UNESCO Regional Office for Southern Africa (ROSA), the Ministério dos Combatentes of Mozambique with the support of the Southern African Research and Documentation Centre (SARDC) will this week meet to honour and celebrate the role played by heroines in the liberation of Southern Africa. Dubbed “HERstory: Heroines in the liberation struggles in Southern Africa” the regional conference will be held on 6 and 7 July 2023 in Maputo, Mozambique. High-level representatives from eight countries will participate in this conference which coincides with Mozambique’s celebration of the 20th Anniversary of the Maputo Protocol, an international human rights instrument established by the African Union in 2005 to guarantee extensive rights to African women and girls, including progressive provisions on harmful traditional practices, reproductive health and rights and roles in political processes.

“This conference provides an opportunity to relook at Southern Africa’s liberation through the female liberation fighters’ eyes and to engage youth with their history, understanding better the life we live today. Both women and men played a pivotal role in liberating Southern Africa, but the women’s contribution is not known widely”

Amina Hamshari, Programme Specialist for UNESCO ROSA’s Social and Human Sciences Unit. 

The regional conference: “HERstory: Heroines in the liberation struggles in Southern Africa” aims to promote the Ubuntu spirit and regional cohesion-building by revitalizing the collective memory including women’s, in their equally relentless pursuit for justice and democracy as their male counterparts. 

The conference will include panel discussions on key liberation history topics, testimonies from liberation heroines drawn from across Southern Africa and parallel workshops with various stakeholders. Young journalists, artists, and students majoring in history (including representatives from the Southern Africa Youth Forum), will interact with and interview women involved in Southern Africa’s liberation struggles. 

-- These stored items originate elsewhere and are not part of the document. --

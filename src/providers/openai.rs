//! OpenAI Chat Completions upstream adapter.

use reqwest::header::{HeaderMap, HeaderValue, CONTENT_TYPE};
use serde_json::Value;

use super::sse::is_sse_done;
use super::{
    apply_auth, build_client, primary_base_url, ProviderAdapterImpl, StreamEvent, StreamResponse,
    UpstreamResponse, Vendor,
};
use crate::config::{Channel, ServiceType};
use crate::error::{ProxyError, ProxyResult};

pub struct OpenAiAdapter;

impl ProviderAdapterImpl for OpenAiAdapter {
    fn vendor(&self) -> Vendor {
        Vendor::OpenAI
    }

    fn build_url(&self, channel: &Channel, _model: &str, _stream: bool) -> ProxyResult<String> {
        let base = primary_base_url(channel)?;
        Ok(format!("{}/v1/chat/completions", base.trim_end_matches('/')))
    }

    fn build_headers(&self, channel: &Channel, api_key: &str) -> HeaderMap {
        let mut headers = HeaderMap::new();
        headers.insert(CONTENT_TYPE, HeaderValue::from_static("application/json"));
        apply_auth(&mut headers, channel.resolved_auth_type(ServiceType::OpenAI), api_key, "x-api-key");
        headers
    }

    async fn send_request(
        &self,
        channel: &Channel,
        api_key: &str,
        model: &str,
        body: &Value,
    ) -> ProxyResult<UpstreamResponse> {
        let client = build_client(channel, 300)?;
        let url = self.build_url(channel, model, false)?;
        let headers = self.build_headers(channel, api_key);
        let start = std::time::Instant::now();

        let response = client
            .post(url)
            .headers(headers)
            .json(body)
            .send()
            .await
            .map_err(|e| ProxyError::UpstreamTransport(e.to_string()))?;

        let status = response.status().as_u16();
        let latency_ms = start.elapsed().as_millis() as u64;
        let text = response
            .text()
            .await
            .map_err(|e| ProxyError::UpstreamTransport(e.to_string()))?;

        if status >= 300 {
            return Err(ProxyError::UpstreamStatus { status, body: text });
        }

        let value: Value = serde_json::from_str(&text)
            .map_err(|e| ProxyError::Internal(format!("invalid upstream json: {e}")))?;

        Ok(UpstreamResponse {
            status,
            body: value,
            latency_ms,
        })
    }

    async fn send_stream(
        &self,
        channel: &Channel,
        api_key: &str,
        model: &str,
        body: &Value,
    ) -> ProxyResult<StreamResponse> {
        let client = build_client(channel, 300)?;
        let url = self.build_url(channel, model, true)?;
        let headers = self.build_headers(channel, api_key);

        let response = client
            .post(url)
            .headers(headers)
            .json(body)
            .send()
            .await
            .map_err(|e| ProxyError::UpstreamTransport(e.to_string()))?;

        let status = response.status().as_u16();
        if status >= 300 {
            let text = response.text().await.unwrap_or_default();
            return Err(ProxyError::UpstreamStatus { status, body: text });
        }

        Ok(StreamResponse { status, response })
    }

    /// `data: {json}` lines carry deltas in `choices[0].delta.content`;
    /// `finish_reason` is mapped to Claude vocabulary by the converter, not
    /// here. `data: [DONE]` yields a `done` sentinel event.
    fn parse_stream_event(&self, _event_name: Option<&str>, data: &str) -> Option<StreamEvent> {
        if is_sse_done(data) {
            return Some(StreamEvent {
                done: true,
                ..Default::default()
            });
        }
        let value: Value = serde_json::from_str(data).ok()?;
        let text_delta = value
            .pointer("/choices/0/delta/content")
            .and_then(Value::as_str)
            .map(str::to_string);
        let stop_reason = value
            .pointer("/choices/0/finish_reason")
            .and_then(Value::as_str)
            .map(str::to_string);
        let output_tokens = value.pointer("/usage/completion_tokens").and_then(Value::as_i64);
        let input_tokens = value.pointer("/usage/prompt_tokens").and_then(Value::as_i64);

        Some(StreamEvent {
            text_delta,
            stop_reason,
            output_tokens,
            input_tokens,
            done: false,
        })
    }
}

#[cfg(test)]
mod tests {
    use super::*;

    #[test]
    fn done_sentinel_produces_done_event() {
        let adapter = OpenAiAdapter;
        let event = adapter.parse_stream_event(None, "[DONE]").unwrap();
        assert!(event.done);
    }

    #[test]
    fn parses_delta_content_and_finish_reason() {
        let adapter = OpenAiAdapter;
        let event = adapter
            .parse_stream_event(
                None,
                r#"{"choices":[{"delta":{"content":"hi"},"finish_reason":"stop"}]}"#,
            )
            .unwrap();
        assert_eq!(event.text_delta.as_deref(), Some("hi"));
        assert_eq!(event.stop_reason.as_deref(), Some("stop"));
    }
}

“Young people will get a unique chance to (re)appropriate their history by interviewing the liberation heroines from across the region on the first day. On the second day, through this participatory “history telling” exercise, they will restitute in front of the audience their interpretation of the vital solidarity spirit across borders that led to the liberations through women’s stories. We will also organise a training for young actors to develop intercultural competencies through the story circles methodology developed by UNESCO”, said Amina.

The Southern Africa Liberation History Flagship project will be introduced during the round table discussion with donors and other key sponsors to support its expansion. This programme includes research and the production of decolonial pedagogical tools, youth engagement, preservation, and digitalization of liberation archives, in addition to the first volume edited by SARDC on Youth and the Liberation Struggles whose outcomes are key in the extension of formal and non-formal history teaching and telling. 

The Conference will include the announcement of “HERstory,” a regional storytelling contest to immediately engage youth in this regional collective memory, as the co-curators of the exhibition. Through storytelling on diverse lived experiences of the liberation struggles in the SADC region, UNESCO seeks to actively engage young women and men with the voices of women in the liberation struggles and to re-structure the inclusive collective memory in which unity is promoted over exclusion. Hence, youth will proudly identify with their region, understand, and acknowledge the regional solidarities and international support to the liberation movements. Through this (re)connection with their intertwined histories and roots, they will recreate a sense of belonging and solidarity among people in Southern Africa and relate with each other on a larger scale.